Taylor: We’ve been one of just a few groups that have been out there saying we need to watch what’s going into this budget and make sure we are not increasing these ongoing obligations. It is not something we turn our thumb down on that’s for sure.
BECK: Taylor also notes that education will continue to cost the state a lot of money and the federal health care law will certainly drive up costs. You don’t need to explain that to Tom Forslund. He’s the former Casper City Manager who was brought in to oversee the Department of Health and find ways to slow down rising costs.
Forslund isn’t quite sure how he can cut eight percent from his budget that is rising due to federal requirements. Those requirements that also are getting less federal money. Forslund says they could look at getting rid of programs that aren’t required, such as funding for the developmentally disabled or reduce what they pay Doctors to provide Medicaid. Of course, there is a chance doctors will reject that reduction.
Forslund: They can just basically say no, it’s not worth my time. The lower the reimbursements, the tougher it is for people with essentially little means to have access to providers.

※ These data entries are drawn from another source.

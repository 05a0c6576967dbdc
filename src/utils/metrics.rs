use parking_lot::RwLock;
use serde::{Deserialize, Serialize};
use std::sync::atomic::{AtomicUsize, Ordering};
use std::sync::Arc;
use std::time::{Duration, Instant};

/// Workflow metrics collector.
///
/// Tracks translation availability, pipeline runs, recovery trips/resets, and
/// run latency. Thread-safe and shared across the application.
#[derive(Clone)]
pub struct Metrics {
    inner: Arc<MetricsInner>,
}

struct MetricsInner {
    // Translation gateway
    translation_calls_total: AtomicUsize,
    translation_unavailable: AtomicUsize,

    // Pipeline
    pipeline_runs_total: AtomicUsize,
    pipeline_runs_failed: AtomicUsize,
    pipeline_latency_ms: RwLock<Vec<u64>>,

    // Recovery
    forbidden_trips: AtomicUsize,
    input_rejections: AtomicUsize,
    stale_results_discarded: AtomicUsize,
    page_resets: AtomicUsize,
    app_resets: AtomicUsize,

    // Classifier loader
    classifier_loads: AtomicUsize,

    start_time: Instant,
}

impl Metrics {
    pub fn new() -> Self {
        Self {
            inner: Arc::new(MetricsInner {
                translation_calls_total: AtomicUsize::new(0),
                translation_unavailable: AtomicUsize::new(0),
                pipeline_runs_total: AtomicUsize::new(0),
                pipeline_runs_failed: AtomicUsize::new(0),
                pipeline_latency_ms: RwLock::new(Vec::new()),
                forbidden_trips: AtomicUsize::new(0),
                input_rejections: AtomicUsize::new(0),
                stale_results_discarded: AtomicUsize::new(0),
                page_resets: AtomicUsize::new(0),
                app_resets: AtomicUsize::new(0),
                classifier_loads: AtomicUsize::new(0),
                start_time: Instant::now(),
            }),
        }
    }

    pub fn record_translation(&self, available: bool) {
        self.inner
            .translation_calls_total
            .fetch_add(1, Ordering::Relaxed);
        if !available {
            self.inner
                .translation_unavailable
                .fetch_add(1, Ordering::Relaxed);
        }
    }

    pub fn record_pipeline_run(&self, duration: Duration) {
        self.inner.pipeline_runs_total.fetch_add(1, Ordering::Relaxed);
        self.inner
            .pipeline_latency_ms
            .write()
            .push(duration.as_millis() as u64);
    }

    pub fn record_pipeline_failure(&self) {
        self.inner
            .pipeline_runs_failed
            .fetch_add(1, Ordering::Relaxed);
    }

    pub fn record_forbidden_trip(&self) {
        self.inner.forbidden_trips.fetch_add(1, Ordering::Relaxed);
    }

    pub fn record_input_rejection(&self) {
        self.inner.input_rejections.fetch_add(1, Ordering::Relaxed);
    }

    pub fn record_stale_discard(&self) {
        self.inner
            .stale_results_discarded
            .fetch_add(1, Ordering::Relaxed);
    }

    pub fn record_reset(&self, scope: &str) {
        match scope {
            "app" => self.inner.app_resets.fetch_add(1, Ordering::Relaxed),
            _ => self.inner.page_resets.fetch_add(1, Ordering::Relaxed),
        };
    }

    pub fn record_classifier_load(&self) {
        self.inner.classifier_loads.fetch_add(1, Ordering::Relaxed);
    }

    // Get snapshot for reporting
    pub fn snapshot(&self) -> MetricsSnapshot {
        let latency = self.inner.pipeline_latency_ms.read();
        let latency_avg = avg(&latency);
        let latency_p50 = percentile(&latency, 0.5);
        let latency_p95 = percentile(&latency, 0.95);
        drop(latency);

        MetricsSnapshot {
            translation_calls_total: self.inner.translation_calls_total.load(Ordering::Relaxed),
            translation_unavailable: self.inner.translation_unavailable.load(Ordering::Relaxed),
            pipeline_runs_total: self.inner.pipeline_runs_total.load(Ordering::Relaxed),
            pipeline_runs_failed: self.inner.pipeline_runs_failed.load(Ordering::Relaxed),
            pipeline_latency_avg_ms: latency_avg,
            pipeline_latency_p50_ms: latency_p50,
            pipeline_latency_p95_ms: latency_p95,
            forbidden_trips: self.inner.forbidden_trips.load(Ordering::Relaxed),
            input_rejections: self.inner.input_rejections.load(Ordering::Relaxed),
            stale_results_discarded: self
                .inner
                .stale_results_discarded
                .load(Ordering::Relaxed),
            page_resets: self.inner.page_resets.load(Ordering::Relaxed),
            app_resets: self.inner.app_resets.load(Ordering::Relaxed),
            classifier_loads: self.inner.classifier_loads.load(Ordering::Relaxed),
            uptime_seconds: self.inner.start_time.elapsed().as_secs(),
        }
    }

    /// Generate Prometheus-format metrics
    pub fn to_prometheus(&self) -> String {
        let snapshot = self.snapshot();
        format!(
            r#"# HELP translation_calls_total Total translation calls issued
# TYPE translation_calls_total counter
translation_calls_total {}

# HELP translation_unavailable_total Translation calls that fell back to the original text
# TYPE translation_unavailable_total counter
translation_unavailable_total {}

# HELP pipeline_runs_total Classify-and-translate runs started
# TYPE pipeline_runs_total counter
pipeline_runs_total {}

# HELP pipeline_runs_failed_total Runs that failed unexpectedly (degraded to no results)
# TYPE pipeline_runs_failed_total counter
pipeline_runs_failed_total {}

# HELP pipeline_latency_avg_ms Average pipeline run latency in milliseconds
# TYPE pipeline_latency_avg_ms gauge
pipeline_latency_avg_ms {}

# HELP pipeline_latency_p50_ms Median pipeline run latency in milliseconds
# TYPE pipeline_latency_p50_ms gauge
pipeline_latency_p50_ms {}

# HELP pipeline_latency_p95_ms 95th percentile pipeline run latency in milliseconds
# TYPE pipeline_latency_p95_ms gauge
pipeline_latency_p95_ms {}

# HELP forbidden_trips_total Forbidden-word terminal conditions raised
# TYPE forbidden_trips_total counter
forbidden_trips_total {}

# HELP input_rejections_total Unsupported input files rejected
# TYPE input_rejections_total counter
input_rejections_total {}

# HELP stale_results_discarded_total Pipeline completions discarded due to a stale generation
# TYPE stale_results_discarded_total counter
stale_results_discarded_total {}

# HELP resets_total Explicit user resets
# TYPE resets_total counter
resets_total{{scope="page"}} {}
resets_total{{scope="app"}} {}

# HELP classifier_loads_total Classifier load attempts
# TYPE classifier_loads_total counter
classifier_loads_total {}

# HELP uptime_seconds Application uptime in seconds
# TYPE uptime_seconds counter
uptime_seconds {}
"#,
            snapshot.translation_calls_total,
            snapshot.translation_unavailable,
            snapshot.pipeline_runs_total,
            snapshot.pipeline_runs_failed,
            snapshot.pipeline_latency_avg_ms,
            snapshot.pipeline_latency_p50_ms,
            snapshot.pipeline_latency_p95_ms,
            snapshot.forbidden_trips,
            snapshot.input_rejections,
            snapshot.stale_results_discarded,
            snapshot.page_resets,
            snapshot.app_resets,
            snapshot.classifier_loads,
            snapshot.uptime_seconds,
        )
    }
}

impl Default for Metrics {
    fn default() -> Self {
        Self::new()
    }
}

#[derive(Debug, Clone, Serialize, Deserialize)]
pub struct MetricsSnapshot {
    pub translation_calls_total: usize,
    pub translation_unavailable: usize,
    pub pipeline_runs_total: usize,
    pub pipeline_runs_failed: usize,
    pub pipeline_latency_avg_ms: u64,
    pub pipeline_latency_p50_ms: u64,
    pub pipeline_latency_p95_ms: u64,
    pub forbidden_trips: usize,
    pub input_rejections: usize,
    pub stale_results_discarded: usize,
    pub page_resets: usize,
    pub app_resets: usize,
    pub classifier_loads: usize,
    pub uptime_seconds: u64,
}

fn percentile(values: &[u64], p: f64) -> u64 {
    if values.is_empty() {
        return 0;
    }
    let mut sorted = values.to_vec();
    sorted.sort_unstable();
    let idx = ((values.len() as f64 - 1.0) * p) as usize;
    sorted[idx]
}

fn avg(values: &[u64]) -> u64 {
    if values.is_empty() {
        return 0;
    }
    values.iter().sum::<u64>() / values.len() as u64
}

#[cfg(test)]
mod tests {
    use super::*;

    #[test]
    fn test_metrics_recording() {
        let metrics = Metrics::new();

        metrics.record_translation(true);
        metrics.record_translation(false);
        metrics.record_pipeline_run(Duration::from_millis(100));
        metrics.record_forbidden_trip();
        metrics.record_reset("app");
        metrics.record_reset("page");

        let snapshot = metrics.snapshot();
        assert_eq!(snapshot.translation_calls_total, 2);
        assert_eq!(snapshot.translation_unavailable, 1);
        assert_eq!(snapshot.pipeline_runs_total, 1);
        assert_eq!(snapshot.pipeline_latency_avg_ms, 100);
        assert_eq!(snapshot.forbidden_trips, 1);
        assert_eq!(snapshot.app_resets, 1);
        assert_eq!(snapshot.page_resets, 1);
    }

    #[test]
    fn test_prometheus_format() {
        let metrics = Metrics::new();
        metrics.record_translation(true);
        metrics.record_pipeline_run(Duration::from_millis(50));

        let prometheus = metrics.to_prometheus();
        assert!(prometheus.contains("translation_calls_total 1"));
        assert!(prometheus.contains("pipeline_runs_total 1"));
        assert!(prometheus.contains("pipeline_latency_p50_ms 50"));
        assert!(prometheus.contains("pipeline_latency_p95_ms 50"));
    }
}
// Core types for the classify-and-translate workflow

use serde::{Deserialize, Serialize};
use std::sync::Arc;

/// A single (label, confidence) pair from the classifier.
///
/// Ordering and count are determined by the classifier; typically
/// probability-descending top-K, but nothing here depends on that.
#[derive(Debug, Clone, Serialize, Deserialize)]
pub struct Prediction {
    pub class_name: String,
    pub probability: f32,
}

/// A classified label with its translation attached.
///
/// `translated_name` is populated exactly once by the pipeline and the whole
/// result set is discarded on reset; results are never mutated in place after
/// publication.
#[derive(Debug, Clone, Serialize, Deserialize)]
pub struct ClassificationResult {
    pub class_name: String,
    pub probability: f32,
    #[serde(skip_serializing_if = "Option::is_none")]
    pub translated_name: Option<String>,
}

/// Outcome of a single translation call. Never partially populated.
#[derive(Debug, Clone, PartialEq, Eq)]
pub enum TranslationOutcome {
    Translated(String),
    /// The gateway could not produce a translation; callers fall back to the
    /// original label text.
    Unavailable,
}

/// Read-only forbidden-word list, matched case-insensitively as substrings.
///
/// Injected from configuration and shared across concurrent translation checks
/// without synchronization.
#[derive(Debug, Clone)]
pub struct ForbiddenWordSet {
    words: Vec<String>,
}

impl ForbiddenWordSet {
    pub fn new<I, S>(words: I) -> Self
    where
        I: IntoIterator<Item = S>,
        S: AsRef<str>,
    {
        let words = words
            .into_iter()
            .map(|w| w.as_ref().trim().to_lowercase())
            .filter(|w| !w.is_empty())
            .collect();
        Self { words }
    }

    /// First forbidden word contained in `text`, if any.
    pub fn first_match(&self, text: &str) -> Option<&str> {
        let lowered = text.to_lowercase();
        self.words
            .iter()
            .find(|word| lowered.contains(word.as_str()))
            .map(|w| w.as_str())
    }

    pub fn words(&self) -> &[String] {
        &self.words
    }

    pub fn is_empty(&self) -> bool {
        self.words.is_empty()
    }
}

/// An image the user has selected for classification.
#[derive(Debug, Clone)]
pub struct SelectedImage {
    pub filename: String,
    pub image_bytes: Arc<Vec<u8>>,
    pub width: u32,
    pub height: u32,
}

/// Fallback view data rendered while a recovery controller is in Failed state.
#[derive(Debug, Clone, Serialize)]
pub struct FallbackView {
    /// Which controller tripped ("page" or "app")
    pub scope: &'static str,
    pub message: String,
    pub forbidden_words: Vec<String>,
}

/// Point-in-time snapshot of the whole workflow state, for the HTTP layer.
#[derive(Debug, Clone, Serialize)]
pub struct SessionSnapshot {
    pub generation: u64,
    pub classifier_loaded: bool,
    pub is_classifier_loading: bool,
    pub is_pipeline_running: bool,
    #[serde(skip_serializing_if = "Option::is_none")]
    pub selected_filename: Option<String>,
    #[serde(skip_serializing_if = "Option::is_none")]
    pub preview_url: Option<String>,
    pub results: Vec<ClassificationResult>,
    pub has_failed: bool,
    #[serde(skip_serializing_if = "Option::is_none")]
    pub fallback: Option<FallbackView>,
}
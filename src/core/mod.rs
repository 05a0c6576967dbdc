pub mod config;
pub mod errors;
pub mod types;

// Re-export commonly used items for convenience
pub use config::Config;
pub use errors::{
    ClassifierError, ConfigError, PipelineError, TerminalCondition, TranslationError,
};
pub use types::{
    ClassificationResult, FallbackView, ForbiddenWordSet, Prediction, SelectedImage,
    SessionSnapshot, TranslationOutcome,
};
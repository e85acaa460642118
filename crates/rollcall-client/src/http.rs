//! Shared HTTP plumbing: client construction, transport errors, replies.

use reqwest::StatusCode;
use serde::de::{self, DeserializeOwned, Deserializer};
use serde::{Deserialize, Serialize};
use std::time::Duration;
use thiserror::Error;

const DEFAULT_TIMEOUT: Duration = Duration::from_millis(30_000);
/// Longest server body excerpt carried in an error detail.
const DETAIL_LIMIT: usize = 200;

#[derive(Error, Debug, Clone, PartialEq)]
pub enum TransportError {
    #[error("request timed out")]
    Timeout,
    #[error("connection failed: {0}")]
    Connect(String),
    #[error("HTTP {status}: {detail}")]
    Status { status: u16, detail: String },
    #[error("malformed response: {0}")]
    Decode(String),
    #[error("request failed: {0}")]
    Request(String),
    #[error("failed to build HTTP client: {0}")]
    Build(String),
}

impl TransportError {
    /// Timeouts, connection failures and 5xx responses may succeed on retry.
    pub fn is_retryable(&self) -> bool {
        match self {
            TransportError::Timeout | TransportError::Connect(_) => true,
            TransportError::Status { status, .. } => *status >= 500,
            _ => false,
        }
    }
}

impl From<reqwest::Error> for TransportError {
    fn from(e: reqwest::Error) -> Self {
        if e.is_timeout() {
            TransportError::Timeout
        } else if e.is_connect() {
            TransportError::Connect(e.to_string())
        } else if e.is_decode() {
            TransportError::Decode(e.to_string())
        } else {
            TransportError::Request(e.to_string())
        }
    }
}

#[derive(Debug, Clone)]
pub struct ClientOptions {
    /// Per-request timeout.
    pub timeout: Duration,
    pub user_agent: String,
}

impl Default for ClientOptions {
    fn default() -> Self {
        Self {
            timeout: DEFAULT_TIMEOUT,
            user_agent: format!("rollcall/{}", env!("CARGO_PKG_VERSION")),
        }
    }
}

/// Build the shared `reqwest` client. Every request inherits the timeout.
pub fn build_client(opts: &ClientOptions) -> Result<reqwest::Client, TransportError> {
    reqwest::Client::builder()
        .timeout(opts.timeout)
        .user_agent(opts.user_agent.clone())
        .build()
        .map_err(|e| TransportError::Build(e.to_string()))
}

/// Status and raw body of a completed HTTP exchange.
#[derive(Debug)]
pub(crate) struct Reply {
    pub status: StatusCode,
    pub body: Vec<u8>,
}

impl Reply {
    pub fn json<T: DeserializeOwned>(&self) -> Result<T, TransportError> {
        serde_json::from_slice(&self.body).map_err(|e| TransportError::Decode(e.to_string()))
    }

    pub fn error_for_status(self) -> Result<Self, TransportError> {
        if self.status.is_success() {
            Ok(self)
        } else {
            Err(self.status_error())
        }
    }

    pub fn status_error(&self) -> TransportError {
        TransportError::Status {
            status: self.status.as_u16(),
            detail: server_detail(&self.body),
        }
    }
}

pub(crate) async fn post_json<B: Serialize + ?Sized>(
    client: &reqwest::Client,
    url: &str,
    body: &B,
) -> Result<Reply, TransportError> {
    let resp = client.post(url).json(body).send().await?;
    let status = resp.status();
    let body = resp.bytes().await?.to_vec();
    tracing::debug!(url, status = status.as_u16(), bytes = body.len(), "POST completed");
    Ok(Reply { status, body })
}

pub(crate) async fn get(
    client: &reqwest::Client,
    url: &str,
    timeout: Option<Duration>,
) -> Result<Reply, TransportError> {
    let mut req = client.get(url);
    if let Some(t) = timeout {
        req = req.timeout(t);
    }
    let resp = req.send().await?;
    let status = resp.status();
    let body = resp.bytes().await?.to_vec();
    tracing::debug!(url, status = status.as_u16(), bytes = body.len(), "GET completed");
    Ok(Reply { status, body })
}

/// Best human-readable explanation in an error body: its `error` or
/// `message` field, otherwise a text excerpt.
pub(crate) fn server_detail(body: &[u8]) -> String {
    if let Ok(value) = serde_json::from_slice::<serde_json::Value>(body) {
        for key in ["error", "message"] {
            if let Some(text) = value.get(key).and_then(|v| v.as_str()) {
                return text.to_string();
            }
        }
    }
    let text = String::from_utf8_lossy(body);
    let text = text.trim();
    if text.is_empty() {
        return "empty response body".to_string();
    }
    text.chars().take(DETAIL_LIMIT).collect()
}

/// Accept identifiers sent either as JSON strings or numbers.
pub(crate) fn string_or_number<'de, D>(deserializer: D) -> Result<Option<String>, D::Error>
where
    D: Deserializer<'de>,
{
    #[derive(Deserialize)]
    #[serde(untagged)]
    enum Id {
        Text(String),
        Int(i64),
        Float(f64),
    }

    match Option::<Id>::deserialize(deserializer)? {
        None => Ok(None),
        Some(Id::Text(s)) => Ok(Some(s)),
        Some(Id::Int(n)) => Ok(Some(n.to_string())),
        Some(Id::Float(f)) if f.fract() == 0.0 && f.is_finite() => Ok(Some(format!("{f:.0}"))),
        Some(Id::Float(f)) => Err(de::Error::custom(format!("invalid identifier: {f}"))),
    }
}

#[cfg(test)]
mod tests {
    use super::*;

    #[test]
    fn test_retryable_classes() {
        assert!(TransportError::Timeout.is_retryable());
        assert!(TransportError::Connect("refused".into()).is_retryable());
        assert!(TransportError::Status { status: 503, detail: String::new() }.is_retryable());
        assert!(!TransportError::Status { status: 404, detail: String::new() }.is_retryable());
        assert!(!TransportError::Status { status: 400, detail: String::new() }.is_retryable());
        assert!(!TransportError::Decode("eof".into()).is_retryable());
    }

    #[test]
    fn test_server_detail_prefers_error_field() {
        assert_eq!(server_detail(br#"{"error":"bad image","message":"m"}"#), "bad image");
        assert_eq!(server_detail(br#"{"message":"Internal error"}"#), "Internal error");
        assert_eq!(server_detail(b"<html>Bad Gateway</html>"), "<html>Bad Gateway</html>");
        assert_eq!(server_detail(b"   "), "empty response body");
    }

    #[test]
    fn test_server_detail_truncates_text() {
        let long = "x".repeat(1000);
        assert_eq!(server_detail(long.as_bytes()).len(), DETAIL_LIMIT);
    }

    #[derive(Deserialize)]
    struct Wrapper {
        #[serde(default, deserialize_with = "string_or_number")]
        id: Option<String>,
    }

    #[test]
    fn test_string_or_number_ids() {
        let w: Wrapper = serde_json::from_str(r#"{"id":"42"}"#).unwrap();
        assert_eq!(w.id.as_deref(), Some("42"));
        let w: Wrapper = serde_json::from_str(r#"{"id":42}"#).unwrap();
        assert_eq!(w.id.as_deref(), Some("42"));
        let w: Wrapper = serde_json::from_str(r#"{"id":null}"#).unwrap();
        assert_eq!(w.id, None);
        let w: Wrapper = serde_json::from_str(r#"{}"#).unwrap();
        assert_eq!(w.id, None);
        assert!(serde_json::from_str::<Wrapper>(r#"{"id":4.5}"#).is_err());
    }
}
use anyhow::{Context, Result};
use rollcall_core::CapturedImage;
use rollcall_hw::{Camera, CameraSelector};
use std::path::PathBuf;

/// Where captured images come from.
pub enum Source {
    /// A still image on disk, reused on every capture.
    File(PathBuf),
    Camera {
        selector: CameraSelector,
        attempts: usize,
    },
}

impl Source {
    pub fn camera(devices: Vec<String>, attempts: usize) -> Result<Self> {
        let selector = if devices.is_empty() {
            CameraSelector::discover()
        } else {
            CameraSelector::new(devices)
        }
        .context("no camera available")?;
        Ok(Source::Camera { selector, attempts })
    }

    pub async fn capture(&self) -> Result<CapturedImage> {
        match self {
            Source::File(path) => {
                if !path.exists() {
                    anyhow::bail!("image not found: {}", path.display());
                }
                Ok(CapturedImage::File(path.clone()))
            }
            Source::Camera { selector, attempts } => {
                let device = selector.active().to_string();
                let attempts = *attempts;
                let frame = tokio::task::spawn_blocking(move || {
                    Camera::open(&device)?.capture_still(attempts)
                })
                .await
                .context("capture task failed")?
                .context("camera capture failed")?;
                Ok(frame.into())
            }
        }
    }

    /// Switch to the next camera. Returns the new device, if switching applies.
    pub fn switch(&mut self) -> Option<String> {
        match self {
            Source::File(_) => None,
            Source::Camera { selector, .. } => Some(selector.switch().to_string()),
        }
    }
}
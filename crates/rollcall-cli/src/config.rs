use rollcall_client::{ClientOptions, Endpoints, RetryPolicy, Url};
use rollcall_core::{AttemptPolicy, Confidence, TranscodeOptions};
use serde::Deserialize;
use std::path::{Path, PathBuf};
use std::time::Duration;
use thiserror::Error;

#[derive(Error, Debug)]
pub enum ConfigError {
    #[error("failed to read config {path}: {source}")]
    Read {
        path: PathBuf,
        source: std::io::Error,
    },
    #[error("invalid config file: {0}")]
    Parse(#[from] toml::de::Error),
    #[error("invalid config: {0}")]
    Invalid(String),
}

/// Backend endpoint URLs (`[endpoints]` table).
#[derive(Debug, Clone, Deserialize)]
#[serde(default)]
pub struct EndpointConfig {
    pub recognize: String,
    pub enroll: String,
    pub create_collection: String,
    pub list_faces: String,
    pub mark_attendance: String,
}

impl Default for EndpointConfig {
    fn default() -> Self {
        Self {
            recognize: "http://127.0.0.1:8080/recognize".into(),
            enroll: "http://127.0.0.1:8080/enroll".into(),
            create_collection: "http://127.0.0.1:8080/collection".into(),
            list_faces: "http://127.0.0.1:8080/faces".into(),
            mark_attendance: "http://127.0.0.1:8081/api/attendance.php".into(),
        }
    }
}

/// Client configuration: defaults, then an optional TOML file, then
/// `ROLLCALL_*` environment variables.
#[derive(Debug, Clone, Deserialize)]
#[serde(default)]
pub struct Config {
    pub endpoints: EndpointConfig,
    /// Minimum recognition confidence (percent) before attendance is marked.
    pub confidence_threshold: f32,
    pub request_timeout_ms: u64,
    /// JPEG compression factor, 0.0–1.0.
    pub image_quality: f32,
    pub max_image_width: u32,
    pub max_image_bytes: usize,
    pub institute_id: String,
    /// Total recognition attempts, including the first.
    pub retry_attempts: u32,
    pub retry_initial_delay_ms: u64,
    /// Camera devices the switch-camera action cycles through.
    pub camera_devices: Vec<String>,
    /// Frames read per capture before giving up on dark frames.
    pub capture_attempts: usize,
}

impl Default for Config {
    fn default() -> Self {
        Self {
            endpoints: EndpointConfig::default(),
            confidence_threshold: 95.0,
            request_timeout_ms: 30_000,
            image_quality: 0.7,
            max_image_width: 800,
            max_image_bytes: 1024 * 1024,
            institute_id: "INST001".into(),
            retry_attempts: 3,
            retry_initial_delay_ms: 1000,
            camera_devices: vec!["/dev/video0".into()],
            capture_attempts: 10,
        }
    }
}

impl Config {
    /// Load from `path` (or `ROLLCALL_CONFIG`), apply env overrides, validate.
    pub fn load(path: Option<&Path>) -> Result<Self, ConfigError> {
        let path = path
            .map(Path::to_path_buf)
            .or_else(|| std::env::var("ROLLCALL_CONFIG").ok().map(PathBuf::from));

        let mut config = match &path {
            Some(path) => {
                let text = std::fs::read_to_string(path).map_err(|source| ConfigError::Read {
                    path: path.clone(),
                    source,
                })?;
                tracing::info!(path = %path.display(), "loaded config file");
                Self::from_toml(&text)?
            }
            None => Self::default(),
        };

        config.apply_env(|key| std::env::var(key).ok());
        config.validate()?;
        Ok(config)
    }

    pub fn from_toml(text: &str) -> Result<Self, ConfigError> {
        Ok(toml::from_str(text)?)
    }

    /// Override fields from `ROLLCALL_*` variables. Unparseable numbers are
    /// ignored with a warning.
    pub fn apply_env(&mut self, lookup: impl Fn(&str) -> Option<String>) {
        let urls = [
            ("ROLLCALL_RECOGNIZE_URL", &mut self.endpoints.recognize),
            ("ROLLCALL_ENROLL_URL", &mut self.endpoints.enroll),
            ("ROLLCALL_CREATE_COLLECTION_URL", &mut self.endpoints.create_collection),
            ("ROLLCALL_LIST_FACES_URL", &mut self.endpoints.list_faces),
            ("ROLLCALL_ATTENDANCE_URL", &mut self.endpoints.mark_attendance),
        ];
        for (key, field) in urls {
            if let Some(v) = lookup(key) {
                *field = v;
            }
        }

        if let Some(v) = lookup("ROLLCALL_INSTITUTE_ID") {
            self.institute_id = v;
        }
        if let Some(v) = lookup("ROLLCALL_CAMERA_DEVICE") {
            self.camera_devices = v.split(',').map(|d| d.trim().to_string()).filter(|d| !d.is_empty()).collect();
        }

        env_parse(&lookup, "ROLLCALL_CONFIDENCE_THRESHOLD", &mut self.confidence_threshold);
        env_parse(&lookup, "ROLLCALL_REQUEST_TIMEOUT_MS", &mut self.request_timeout_ms);
        env_parse(&lookup, "ROLLCALL_IMAGE_QUALITY", &mut self.image_quality);
    }

    pub fn validate(&self) -> Result<(), ConfigError> {
        if Confidence::new(self.confidence_threshold).is_none() {
            return Err(ConfigError::Invalid(format!(
                "confidence_threshold must be within [0, 100], got {}",
                self.confidence_threshold
            )));
        }
        if !(self.image_quality > 0.0 && self.image_quality <= 1.0) {
            return Err(ConfigError::Invalid(format!(
                "image_quality must be within (0, 1], got {}",
                self.image_quality
            )));
        }
        if self.request_timeout_ms == 0 {
            return Err(ConfigError::Invalid("request_timeout_ms must be positive".into()));
        }
        if self.max_image_width == 0 || self.max_image_bytes == 0 {
            return Err(ConfigError::Invalid("image limits must be positive".into()));
        }
        for (name, url) in [
            ("recognize", &self.endpoints.recognize),
            ("enroll", &self.endpoints.enroll),
            ("create_collection", &self.endpoints.create_collection),
            ("list_faces", &self.endpoints.list_faces),
            ("mark_attendance", &self.endpoints.mark_attendance),
        ] {
            let parsed = Url::parse(url).map_err(|e| {
                ConfigError::Invalid(format!("endpoint {name} is not a valid URL ({e}): {url:?}"))
            })?;
            if !matches!(parsed.scheme(), "http" | "https") || parsed.host().is_none() {
                return Err(ConfigError::Invalid(format!(
                    "endpoint {name} must be an http(s) URL with a host, got {url:?}"
                )));
            }
        }
        Ok(())
    }

    pub fn endpoints(&self) -> Endpoints {
        Endpoints {
            recognize: self.endpoints.recognize.clone(),
            enroll: self.endpoints.enroll.clone(),
            create_collection: self.endpoints.create_collection.clone(),
            list_faces: self.endpoints.list_faces.clone(),
            mark_attendance: self.endpoints.mark_attendance.clone(),
        }
    }

    pub fn client_options(&self) -> ClientOptions {
        ClientOptions {
            timeout: Duration::from_millis(self.request_timeout_ms),
            ..ClientOptions::default()
        }
    }

    pub fn retry_policy(&self) -> RetryPolicy {
        RetryPolicy {
            max_attempts: self.retry_attempts.max(1),
            initial_delay: Duration::from_millis(self.retry_initial_delay_ms),
        }
    }

    pub fn institute(&self) -> Option<String> {
        let id = self.institute_id.trim();
        (!id.is_empty()).then(|| id.to_string())
    }

    pub fn attempt_policy(&self) -> AttemptPolicy {
        AttemptPolicy {
            threshold: Confidence::new(self.confidence_threshold).unwrap_or(Confidence::MAX),
            transcode: TranscodeOptions {
                max_width: self.max_image_width,
                max_payload_bytes: self.max_image_bytes,
                ..TranscodeOptions::default()
            }
            .with_quality_factor(self.image_quality),
        }
    }
}

fn env_parse<T: std::str::FromStr>(
    lookup: &impl Fn(&str) -> Option<String>,
    key: &str,
    field: &mut T,
) {
    let Some(raw) = lookup(key) else {
        return;
    };
    match raw.trim().parse() {
        Ok(v) => *field = v,
        Err(_) => tracing::warn!(key, value = %raw, "ignoring unparseable environment override"),
    }
}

BECK: However, Forslund is looking into some innovative ways to find savings that might satisfy lawmakers, while reducing the impact on citizens. Nicholas says he does not promote mass firings, although he supports not filling all vacancies as a way to reduce the workforce. He says if the reductions are made, it will actually prevent mass firings.
Nicholas: For example, it’s not inconsistent to say we are going to give pay increases to reward people for their work, but to reduce the total number of employees so that they have greater responsibilities.
BECK: When all is said and done, Nicholas would like to double Wyoming’s rainy day account to three billion dollars, to address any revenue emergencies in the future. So during Joint Appropriations meetings, he will push for large budget cuts. But it’s a long process and it will be up to entire legislature to decide what eventually happens.